(Saved data entries)
//! Domain error types.

/// Failures raised by the backtest core itself.
#[derive(Debug, Clone, PartialEq, thiserror::Error)]
pub enum BacktestError {
    #[error("insufficient data for backtesting: have {candles} candles, need at least 2")]
    InsufficientData { candles: usize },

    #[error("no signals found at threshold {threshold}")]
    NoSignalsFound { threshold: f64 },
}

/// Top-level error type for flatland.
#[derive(Debug, thiserror::Error)]
pub enum FlatlandError {
    #[error("database error: {reason}")]
    Database { reason: String },

    #[error("database query error: {reason}")]
    DatabaseQuery { reason: String },

    #[error("invalid candle data: {reason}")]
    DataFormat { reason: String },

    #[error("config parse error in {file}: {reason}")]
    ConfigParse { file: String, reason: String },

    #[error("missing config key [{section}] {key}")]
    ConfigMissing { section: String, key: String },

    #[error("invalid config value [{section}] {key}: {reason}")]
    ConfigInvalid {
        section: String,
        key: String,
        reason: String,
    },

    #[error("no data for {symbol} ({timeframe})")]
    NoData { symbol: String, timeframe: String },

    #[error(transparent)]
    Backtest(#[from] BacktestError),

    #[error("report error: {reason}")]
    Report { reason: String },

    #[error(transparent)]
    Io(#[from] std::io::Error),
}

impl From<&FlatlandError> for std::process::ExitCode {
    fn from(err: &FlatlandError) -> Self {
        let code: u8 = match err {
            FlatlandError::Io(_) | FlatlandError::Report { .. } => 1,
            FlatlandError::ConfigParse { .. }
            | FlatlandError::ConfigMissing { .. }
            | FlatlandError::ConfigInvalid { .. } => 2,
            FlatlandError::Database { .. }
            | FlatlandError::DatabaseQuery { .. }
            | FlatlandError::DataFormat { .. } => 3,
            FlatlandError::NoData { .. } | FlatlandError::Backtest(_) => 5,
        };
        std::process::ExitCode::from(code)
    }
}
//! Breakout signal detection.
//!
//! A candle is eligible when either indicator is above the threshold. Its
//! direction comes from where it closes relative to the previous candle's
//! range: below the prior low is a buy, above the prior high is a sell.

use serde::{Deserialize, Serialize};

use super::candle::Candle;

#[derive(Debug, Clone, Copy, PartialEq, Eq, Serialize, Deserialize)]
#[serde(rename_all = "UPPERCASE")]
pub enum Direction {
    Buy,
    Sell,
}

impl std::fmt::Display for Direction {
    fn fmt(&self, f: &mut std::fmt::Formatter<'_>) -> std::fmt::Result {
        match self {
            Direction::Buy => write!(f, "BUY"),
            Direction::Sell => write!(f, "SELL"),
        }
    }
}

/// A detected signal, borrowing its triggering candle from the series.
#[derive(Debug, Clone, Copy, PartialEq)]
pub struct Signal<'a> {
    pub index: usize,
    pub direction: Direction,
    pub candle: &'a Candle,
}

/// Which signals the engine keeps when more than `signal_limit` exist.
#[derive(Debug, Clone, Copy, Default, PartialEq, Eq, Serialize, Deserialize)]
#[serde(rename_all = "snake_case")]
pub enum SignalSelection {
    /// Stop scanning once `signal_limit` signals are found.
    Earliest,
    /// Scan the whole series and keep the last `signal_limit` signals.
    #[default]
    MostRecent,
}

impl std::str::FromStr for SignalSelection {
    type Err = String;

    fn from_str(s: &str) -> Result<Self, Self::Err> {
        match s.trim().to_lowercase().as_str() {
            "earliest" => Ok(SignalSelection::Earliest),
            "most_recent" | "most-recent" | "latest" => Ok(SignalSelection::MostRecent),
            other => Err(format!(
                "unknown signal selection '{other}' (expected earliest or most_recent)"
            )),
        }
    }
}

/// Classify `current` against `previous`. `None` when the close stays inside
/// the previous range.
pub fn signal_direction(current: &Candle, previous: &Candle) -> Option<Direction> {
    if current.breaks_below(previous) {
        Some(Direction::Buy)
    } else if current.breaks_above(previous) {
        Some(Direction::Sell)
    } else {
        None
    }
}

fn scan(candles: &[Candle], threshold: f64) -> impl Iterator<Item = Signal<'_>> {
    candles
        .windows(2)
        .enumerate()
        .filter_map(move |(i, pair)| {
            let (previous, current) = (&pair[0], &pair[1]);
            if !current.exceeds(threshold) {
                return None;
            }
            signal_direction(current, previous).map(|direction| Signal {
                index: i + 1,
                direction,
                candle: current,
            })
        })
}

/// Detect signals in index order, stopping as soon as `limit` are collected.
pub fn detect(candles: &[Candle], threshold: f64, limit: usize) -> Vec<Signal<'_>> {
    scan(candles, threshold).take(limit).collect()
}

/// Detect every signal in the series.
pub fn detect_all(candles: &[Candle], threshold: f64) -> Vec<Signal<'_>> {
    scan(candles, threshold).collect()
}
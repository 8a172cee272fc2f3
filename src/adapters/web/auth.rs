//! API key gatekeeping for `/api` routes.
//!
//! Every request must carry a known `X-API-Key`. Only the `free` role exists
//! today; other roles are let through as free. Each key is then charged
//! against the sliding-window rate limiter.

use axum::{
    extract::{Request, State},
    middleware::Next,
    response::Response,
};
use std::sync::Arc;

use super::{AppState, WebError};

pub const API_KEY_HEADER: &str = "x-api-key";

pub async fn require_api_key(
    State(state): State<Arc<AppState>>,
    mut request: Request,
    next: Next,
) -> Result<Response, WebError> {
    let key = request
        .headers()
        .get(API_KEY_HEADER)
        .and_then(|v| v.to_str().ok())
        .map(str::to_string)
        .ok_or_else(|| WebError::forbidden("Could not validate API key"))?;

    let record = state
        .api_keys
        .lookup(&key)?
        .ok_or_else(|| WebError::forbidden("Could not validate API key"))?;

    if record.role != "free" {
        tracing::warn!(role = %record.role, "unsupported API key role, treating as free");
    }

    if !state.rate_limiter.check(&record.key) {
        tracing::warn!(
            limit = state.rate_limiter.max_requests(),
            window_secs = state.rate_limiter.window().as_secs(),
            "rate limit exceeded"
        );
        return Err(WebError::too_many_requests("Rate limit exceeded"));
    }

    request.extensions_mut().insert(record);
    Ok(next.run(request).await)
}
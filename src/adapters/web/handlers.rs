//! HTTP request handlers for web adapter.

use axum::{
    Json,
    extract::{State, rejection::JsonRejection},
    http::{HeaderMap, header},
    response::{Html, IntoResponse, Response},
};
use chrono::NaiveDateTime;
use serde::Deserialize;
use serde_json::{Value, json};
use std::sync::Arc;

use crate::adapters::html_report_adapter::HtmlReportAdapter;
use crate::domain::backtest::{self, BacktestParams};
use crate::domain::candle::parse_timestamp;
use crate::domain::error::FlatlandError;
use crate::domain::signal::SignalSelection;
use crate::ports::report_port::ReportPort;

use super::{AppState, WebError};

pub async fn root() -> Json<Value> {
    Json(json!({ "message": "Welcome to the Flatland backtest API" }))
}

pub async fn not_found() -> WebError {
    WebError::not_found("Not found")
}

#[derive(Debug, Deserialize)]
pub struct BacktestRequest {
    pub symbol: String,
    pub start_time: String,
    pub end_time: String,
    pub threshold: Option<f64>,
    pub distance_threshold: Option<f64>,
    pub signal_limit: Option<usize>,
    pub signal_selection: Option<SignalSelection>,
}

fn invalid(key: &str, reason: impl Into<String>) -> FlatlandError {
    FlatlandError::ConfigInvalid {
        section: "request".to_string(),
        key: key.to_string(),
        reason: reason.into(),
    }
}

fn request_time(key: &str, value: &str) -> Result<NaiveDateTime, FlatlandError> {
    parse_timestamp(value)
        .ok_or_else(|| invalid(key, "expected YYYY-MM-DD[THH:MM:SS]"))
}

impl BacktestRequest {
    /// Validate the request and resolve defaults.
    pub fn into_params(
        self,
    ) -> Result<(BacktestParams, NaiveDateTime, NaiveDateTime), FlatlandError> {
        let symbol = self.symbol.trim().to_uppercase();
        if symbol.is_empty() {
            return Err(invalid("symbol", "symbol must not be empty"));
        }

        let start = request_time("start_time", &self.start_time)?;
        let end = request_time("end_time", &self.end_time)?;
        if start >= end {
            return Err(invalid("start_time", "start_time must be before end_time"));
        }

        let mut params = BacktestParams::new(symbol);
        if let Some(threshold) = self.threshold {
            if !threshold.is_finite() {
                return Err(invalid("threshold", "threshold must be finite"));
            }
            params.threshold = threshold;
        }
        if let Some(d) = self.distance_threshold {
            if !(0.0..1.0).contains(&d) {
                return Err(invalid("distance_threshold", "distance_threshold must be in [0, 1)"));
            }
            params.distance_threshold = d;
        }
        if let Some(limit) = self.signal_limit {
            if limit == 0 {
                return Err(invalid("signal_limit", "signal_limit must be at least 1"));
            }
            params.signal_limit = limit;
        }
        if let Some(selection) = self.signal_selection {
            params.selection = selection;
        }

        Ok((params, start, end))
    }
}

fn wants_html(headers: &HeaderMap) -> bool {
    headers
        .get(header::ACCEPT)
        .and_then(|v| v.to_str().ok())
        .is_some_and(|accept| accept.contains("text/html"))
}

pub async fn flatland_backtest(
    State(state): State<Arc<AppState>>,
    headers: HeaderMap,
    payload: Result<Json<BacktestRequest>, JsonRejection>,
) -> Result<Response, WebError> {
    let Json(request) = payload.map_err(|rejection| WebError::bad_request(rejection.body_text()))?;
    let (params, start, end) = request.into_params()?;

    let candles = state.data_port.fetch_candles(
        &params.symbol,
        &state.timeframe,
        Some(start),
        Some(end),
    )?;
    if candles.is_empty() {
        return Err(FlatlandError::NoData {
            symbol: params.symbol,
            timeframe: state.timeframe.clone(),
        }
        .into());
    }

    let report = backtest::run(&candles, &params)?;
    tracing::info!(
        symbol = %report.symbol,
        candles = candles.len(),
        trades = report.performance.total_trades,
        net_profit = report.performance.net_profit,
        "backtest served"
    );

    if wants_html(&headers) {
        let html = HtmlReportAdapter::new(params.signal_limit).render(&report)?;
        Ok(Html(html).into_response())
    } else {
        Ok(Json(report).into_response())
    }
}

*WHAT THE EXERCISE ASKS*
Within the data above, the span starting at the line containing "pub fn signal_direction(current: &Candle, previous: &Candle)" and ending at the line containing "fn scan(candles: &[Candle], threshold: f64)" is to be retyped exactly, with no other lines.

*RESPONSE BOX*
pub fn signal_direction(current: &Candle, previous: &Candle) -> Option<Direction> {
    if current.breaks_below(previous) {
        Some(Direction::Buy)
    } else if current.breaks_above(previous) {
        Some(Direction::Sell)
    } else {
        None
    }
}

fn scan(candles: &[Candle], threshold: f64) -> impl Iterator<Item = Signal<'_>> {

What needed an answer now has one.